She: I like traditions, but it’s tough to have many when you are nothing-ish and I’m Jewish-ish. I definitely think about it more this time of year.
Z: We have our traditions. Like, how whenever you ask me to take out the garbage, I pretend not to hear you.
She: I was thinking of something a little more festive.
Z: I could wear tinsel and pretend not to hear you.
She: What? I can’t hear you.
Z: That’s because of the strings of popcorn I’m wearing.
She: I was so excited to marry a gentile, with the promise of years of Christmas trees and festive decorations. Growing up, my family tradition consisted of not having a tree and not putting up lights.
Z: You got Chinese food and movies.
She: Only the years when we weren’t drooling over our non-Jewish cousins’ plethora of gifts. I wanted the fancy tree.
Z: We do that.
She: We do Charlie Brown trees.
Z: Which is our tradition.
She: I guess so.
Z: And we hang up stockings every year. Although, do you think it means anything that our stockings say “Koss,” “Zak” and “Mom” on them?
She: It means that “Leslie” didn’t fit in the space where we wrote our names, and that you took advantage of your Jewish-ish wife’s stocking decorating inexperience to make her look like the fuddy-duddy.
Z: And what could possibly be more traditional than that?
She: I don’t think you have a real clear understanding of the word “tradition.”
Z: I think your use of the word “fuddy-duddy” explains it all.
She: No. Tradition is not fuddy-duddy. Tradition is something that brings you comfort, and keeps you rooted.
Z: But too much tradition can prevent you from finding something new, or can oppress you into empty ritual.
She: And too little tradition can leave you flighty and without meaning. Not to mention that it’s something our child seems to crave.
Z: Koss does love traditions, the few that we have.
She: He likes that you read The Night Before Christmas every Christmas Eve.
Z: And he usually seems happy and proud of our silly holiday cards instead of mortified.
She: He’s still pre-teen. His future is sure to be full of mortification.
Z: I do have a long and proud tradition of trying to mortify him.
She: Which he seems oddly impervious to. I’m a little sad that you haven’t continued your tradition of dressing in plaid and sandals with black socks every Father’s Day.
Z: I only have so much plaid, and it wasn’t getting the response I was looking for. Maybe I’ll reintroduce it in junior high school.
She: He’ll love that I’m sure. You and Koss do have the tradition of eating sugar cereals on your birthday.
Z: Which is a carryover from my own family’s tradition. That’s deep and historical. We’re a very sophisticated people.
She: Otherwise you’d eat Cocoa Puffs on a more regular basis.
Z: Cocoa Puffs without meaning are empty calories.
She: My family has a tradition of celebrating their birthdays for the entire birth month.
Z: I’m still not sure how that tradition hasn’t translated to you celebrating my birthday for a whole month.
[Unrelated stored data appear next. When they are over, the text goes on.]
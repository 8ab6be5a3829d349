use serde::{Deserialize, Serialize};
use std::fmt::Write;

use crate::models::{CycleResult, Report};

#[derive(Debug, Clone, Copy, Default, Serialize, Deserialize, PartialEq, Eq)]
#[serde(rename_all = "lowercase")]
pub enum ReportLanguage {
    #[default]
    Es,
    En,
}

struct Labels {
    header: &'static str,
    product: &'static str,
    price: &'static str,
    stock: &'static str,
    changed: &'static str,
    yes: &'static str,
    no: &'static str,
    subject_changes: &'static str,
    subject_status: &'static str,
}

const SPANISH: Labels = Labels {
    header: "Reporte diario de productos:",
    product: "Producto",
    price: "Precio",
    stock: "Stock",
    changed: "Cambio detectado",
    yes: "Sí",
    no: "No",
    subject_changes: "Cambios detectados en productos",
    subject_status: "Estado diario de productos",
};

const ENGLISH: Labels = Labels {
    header: "Daily product report:",
    product: "Product",
    price: "Price",
    stock: "Stock",
    changed: "Change detected",
    yes: "Yes",
    no: "No",
    subject_changes: "Changes detected in products",
    subject_status: "Daily product status",
};

impl ReportLanguage {
    fn labels(&self) -> &'static Labels {
        match self {
            ReportLanguage::Es => &SPANISH,
            ReportLanguage::En => &ENGLISH,
        }
    }
}

/// Renders one cycle's results as a single plain-text message.
#[derive(Debug, Clone, Copy, Default)]
pub struct ReportBuilder {
    language: ReportLanguage,
}

impl ReportBuilder {
    pub fn new(language: ReportLanguage) -> Self {
        Self { language }
    }

    /// Results are rendered in the order given, which is the configured
    /// product order. The subject flags the whole cycle: any changed item
    /// selects the "changes detected" subject.
    pub fn build(&self, results: &[CycleResult]) -> Report {
        let labels = self.language.labels();

        let mut body = String::new();
        let _ = write!(body, "{}\n\n", labels.header);
        for result in results {
            let _ = writeln!(body, "{}: {}", labels.product, result.url);
            let _ = writeln!(body, "{}: {}", labels.price, result.price_raw);
            let _ = writeln!(body, "{}: {}", labels.stock, result.stock);
            let flag = if result.changed { labels.yes } else { labels.no };
            let _ = write!(body, "{}: {}\n\n", labels.changed, flag);
        }

        let subject = if results.iter().any(|r| r.changed) {
            labels.subject_changes
        } else {
            labels.subject_status
        };

        Report {
            subject: subject.to_string(),
            body,
        }
    }
}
She: It’s tradition. You wouldn’t understand.
Z: Huh?
She: I suppose we still get together with some portion of both our families for all the holidays. Always the first night of Hanukkah with my family, and always Christmas Day with yours.
Z: And we got married. There are not many things more traditional than that.
She: Sure — except that we got both of our fathers ordained out of the back of a Rolling Stone and had them perform the ceremony.
Z: That’s a good mix, then. We take the traditional, and we make it our own.
She: I guess. I still feel like it would be nice to have a few more traditions — even if they are ones that we discover ourselves.
Z: How about we start with me getting a full birthday month, too?
She: Easy there, Tradition Boy. We don’t have to go crazy all at once.
Z: Yes, dear.
— Share your family traditions with She and Z by e-mailing leslie@lesliedinaberg.com.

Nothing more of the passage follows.